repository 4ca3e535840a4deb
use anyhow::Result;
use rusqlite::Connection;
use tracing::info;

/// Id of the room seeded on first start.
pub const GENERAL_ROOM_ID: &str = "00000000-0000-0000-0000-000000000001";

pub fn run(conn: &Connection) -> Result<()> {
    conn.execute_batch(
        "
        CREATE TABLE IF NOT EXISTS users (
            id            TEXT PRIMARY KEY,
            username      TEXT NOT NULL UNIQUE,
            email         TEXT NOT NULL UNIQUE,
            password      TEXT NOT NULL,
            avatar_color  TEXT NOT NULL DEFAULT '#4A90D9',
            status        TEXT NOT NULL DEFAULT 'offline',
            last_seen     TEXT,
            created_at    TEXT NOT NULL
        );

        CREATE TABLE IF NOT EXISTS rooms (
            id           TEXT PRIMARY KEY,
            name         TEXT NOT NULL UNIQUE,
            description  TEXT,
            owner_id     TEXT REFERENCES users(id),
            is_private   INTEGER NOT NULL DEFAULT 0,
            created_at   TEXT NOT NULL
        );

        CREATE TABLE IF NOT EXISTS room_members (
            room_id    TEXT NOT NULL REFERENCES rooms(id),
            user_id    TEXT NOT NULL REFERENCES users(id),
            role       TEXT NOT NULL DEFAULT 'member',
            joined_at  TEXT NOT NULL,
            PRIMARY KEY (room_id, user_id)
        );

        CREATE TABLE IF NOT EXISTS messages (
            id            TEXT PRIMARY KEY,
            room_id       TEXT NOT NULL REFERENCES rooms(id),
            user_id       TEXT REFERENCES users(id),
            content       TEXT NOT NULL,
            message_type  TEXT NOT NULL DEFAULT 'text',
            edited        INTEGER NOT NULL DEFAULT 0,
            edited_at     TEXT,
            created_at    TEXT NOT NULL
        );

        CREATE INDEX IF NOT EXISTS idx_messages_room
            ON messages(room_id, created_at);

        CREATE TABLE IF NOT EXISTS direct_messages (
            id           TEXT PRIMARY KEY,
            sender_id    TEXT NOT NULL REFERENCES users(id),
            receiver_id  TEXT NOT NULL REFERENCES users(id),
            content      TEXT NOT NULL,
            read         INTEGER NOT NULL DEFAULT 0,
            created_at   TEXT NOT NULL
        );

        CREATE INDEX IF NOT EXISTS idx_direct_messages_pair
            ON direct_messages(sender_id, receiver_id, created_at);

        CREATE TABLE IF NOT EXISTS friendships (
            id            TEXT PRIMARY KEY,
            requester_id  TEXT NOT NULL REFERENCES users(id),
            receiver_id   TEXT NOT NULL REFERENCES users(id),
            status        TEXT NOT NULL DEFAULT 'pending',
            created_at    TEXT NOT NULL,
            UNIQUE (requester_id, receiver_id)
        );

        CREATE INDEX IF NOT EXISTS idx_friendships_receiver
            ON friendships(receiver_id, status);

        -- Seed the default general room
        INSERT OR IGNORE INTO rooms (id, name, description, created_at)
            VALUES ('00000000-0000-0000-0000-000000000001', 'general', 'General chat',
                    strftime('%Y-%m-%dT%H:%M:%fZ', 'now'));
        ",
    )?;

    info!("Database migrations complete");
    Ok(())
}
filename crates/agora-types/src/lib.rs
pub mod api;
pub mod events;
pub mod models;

---

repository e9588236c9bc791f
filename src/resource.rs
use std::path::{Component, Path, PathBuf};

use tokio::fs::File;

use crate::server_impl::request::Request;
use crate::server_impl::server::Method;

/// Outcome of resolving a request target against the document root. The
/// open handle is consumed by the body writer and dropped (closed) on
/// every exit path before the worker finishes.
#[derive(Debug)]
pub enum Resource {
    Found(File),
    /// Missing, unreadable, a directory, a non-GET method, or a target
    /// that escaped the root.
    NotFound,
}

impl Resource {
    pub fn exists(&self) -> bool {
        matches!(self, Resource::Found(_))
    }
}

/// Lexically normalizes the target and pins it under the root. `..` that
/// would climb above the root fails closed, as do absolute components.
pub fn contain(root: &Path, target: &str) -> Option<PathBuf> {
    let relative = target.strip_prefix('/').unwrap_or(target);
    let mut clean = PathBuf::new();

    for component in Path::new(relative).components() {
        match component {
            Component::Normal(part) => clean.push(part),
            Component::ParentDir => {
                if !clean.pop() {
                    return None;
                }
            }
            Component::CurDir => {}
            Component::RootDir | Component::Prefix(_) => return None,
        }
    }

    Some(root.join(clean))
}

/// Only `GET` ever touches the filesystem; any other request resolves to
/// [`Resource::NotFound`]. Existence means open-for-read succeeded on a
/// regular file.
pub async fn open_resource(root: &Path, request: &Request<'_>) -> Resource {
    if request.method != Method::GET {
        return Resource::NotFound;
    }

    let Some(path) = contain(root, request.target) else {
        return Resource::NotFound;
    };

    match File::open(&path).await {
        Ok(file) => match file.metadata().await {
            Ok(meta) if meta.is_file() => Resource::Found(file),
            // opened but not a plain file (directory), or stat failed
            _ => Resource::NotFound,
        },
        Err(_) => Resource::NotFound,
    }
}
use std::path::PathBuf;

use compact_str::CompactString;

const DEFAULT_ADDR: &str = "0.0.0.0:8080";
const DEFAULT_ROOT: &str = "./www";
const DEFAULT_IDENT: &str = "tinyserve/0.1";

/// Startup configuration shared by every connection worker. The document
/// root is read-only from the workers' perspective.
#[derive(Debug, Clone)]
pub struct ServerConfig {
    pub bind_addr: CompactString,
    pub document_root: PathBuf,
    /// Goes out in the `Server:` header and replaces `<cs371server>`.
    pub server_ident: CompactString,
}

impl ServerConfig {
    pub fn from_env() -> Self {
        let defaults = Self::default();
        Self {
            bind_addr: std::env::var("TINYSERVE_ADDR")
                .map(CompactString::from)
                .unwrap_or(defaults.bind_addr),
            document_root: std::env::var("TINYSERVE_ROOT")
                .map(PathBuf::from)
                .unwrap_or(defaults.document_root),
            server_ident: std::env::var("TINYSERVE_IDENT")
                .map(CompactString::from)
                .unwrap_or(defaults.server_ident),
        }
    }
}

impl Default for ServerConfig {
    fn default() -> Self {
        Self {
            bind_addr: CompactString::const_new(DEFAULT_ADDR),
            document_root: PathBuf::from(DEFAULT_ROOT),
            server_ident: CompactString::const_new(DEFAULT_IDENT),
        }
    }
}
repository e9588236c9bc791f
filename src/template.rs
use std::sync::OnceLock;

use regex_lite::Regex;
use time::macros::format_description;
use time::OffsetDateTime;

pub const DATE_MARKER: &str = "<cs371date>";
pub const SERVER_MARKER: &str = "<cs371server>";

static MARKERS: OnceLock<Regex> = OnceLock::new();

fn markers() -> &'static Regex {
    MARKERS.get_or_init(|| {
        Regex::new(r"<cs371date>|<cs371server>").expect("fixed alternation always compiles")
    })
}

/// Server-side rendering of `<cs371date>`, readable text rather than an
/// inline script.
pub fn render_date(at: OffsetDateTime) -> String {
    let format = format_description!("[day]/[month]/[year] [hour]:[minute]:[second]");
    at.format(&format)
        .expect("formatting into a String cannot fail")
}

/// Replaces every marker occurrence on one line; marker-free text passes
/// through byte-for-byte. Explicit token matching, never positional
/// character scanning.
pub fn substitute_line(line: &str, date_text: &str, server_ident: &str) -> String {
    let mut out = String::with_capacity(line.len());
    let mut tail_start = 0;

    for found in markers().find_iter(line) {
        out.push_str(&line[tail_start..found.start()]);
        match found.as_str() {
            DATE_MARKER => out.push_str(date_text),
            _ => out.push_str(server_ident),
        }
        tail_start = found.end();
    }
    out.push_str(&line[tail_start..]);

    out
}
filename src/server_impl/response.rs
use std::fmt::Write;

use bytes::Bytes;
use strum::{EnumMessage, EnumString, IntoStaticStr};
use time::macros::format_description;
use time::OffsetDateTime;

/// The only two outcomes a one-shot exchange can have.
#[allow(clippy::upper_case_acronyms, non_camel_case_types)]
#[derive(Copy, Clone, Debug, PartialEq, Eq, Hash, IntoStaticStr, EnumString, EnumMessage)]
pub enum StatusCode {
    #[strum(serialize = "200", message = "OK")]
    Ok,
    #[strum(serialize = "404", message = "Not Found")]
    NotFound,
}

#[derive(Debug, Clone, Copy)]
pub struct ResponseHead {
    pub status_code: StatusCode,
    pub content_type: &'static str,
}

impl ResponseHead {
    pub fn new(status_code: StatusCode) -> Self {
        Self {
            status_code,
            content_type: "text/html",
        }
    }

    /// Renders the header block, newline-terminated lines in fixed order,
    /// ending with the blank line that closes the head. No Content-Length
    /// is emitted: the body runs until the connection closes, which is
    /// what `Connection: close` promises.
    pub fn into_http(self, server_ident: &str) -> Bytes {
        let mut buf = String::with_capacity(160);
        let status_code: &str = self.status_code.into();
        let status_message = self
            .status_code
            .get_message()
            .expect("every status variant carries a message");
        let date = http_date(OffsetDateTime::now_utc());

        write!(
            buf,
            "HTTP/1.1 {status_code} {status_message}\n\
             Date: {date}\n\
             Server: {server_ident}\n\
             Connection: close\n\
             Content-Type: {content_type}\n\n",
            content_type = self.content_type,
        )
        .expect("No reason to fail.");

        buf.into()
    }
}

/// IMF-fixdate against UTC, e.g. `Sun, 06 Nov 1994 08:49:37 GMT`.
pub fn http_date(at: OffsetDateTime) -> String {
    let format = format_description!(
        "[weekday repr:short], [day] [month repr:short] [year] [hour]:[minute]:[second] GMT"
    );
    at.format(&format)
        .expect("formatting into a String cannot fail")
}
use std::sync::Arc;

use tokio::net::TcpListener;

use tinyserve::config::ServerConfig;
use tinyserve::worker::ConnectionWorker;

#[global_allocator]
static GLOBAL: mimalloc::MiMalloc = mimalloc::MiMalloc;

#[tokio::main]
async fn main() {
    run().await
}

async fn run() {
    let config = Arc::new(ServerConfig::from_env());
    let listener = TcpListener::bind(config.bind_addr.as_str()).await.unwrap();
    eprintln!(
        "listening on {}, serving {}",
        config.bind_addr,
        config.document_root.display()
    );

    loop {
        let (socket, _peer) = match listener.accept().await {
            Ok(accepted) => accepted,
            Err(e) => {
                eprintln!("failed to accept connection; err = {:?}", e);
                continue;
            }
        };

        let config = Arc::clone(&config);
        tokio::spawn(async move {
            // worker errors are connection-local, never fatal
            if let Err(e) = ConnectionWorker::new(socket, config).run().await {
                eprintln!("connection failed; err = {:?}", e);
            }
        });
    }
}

Aim of the task> Your answer should consist of every line from the entries that holds "components".

Solution to this problem>
/// would climb above the root fails closed, as do absolute components.
    for component in Path::new(relative).components() {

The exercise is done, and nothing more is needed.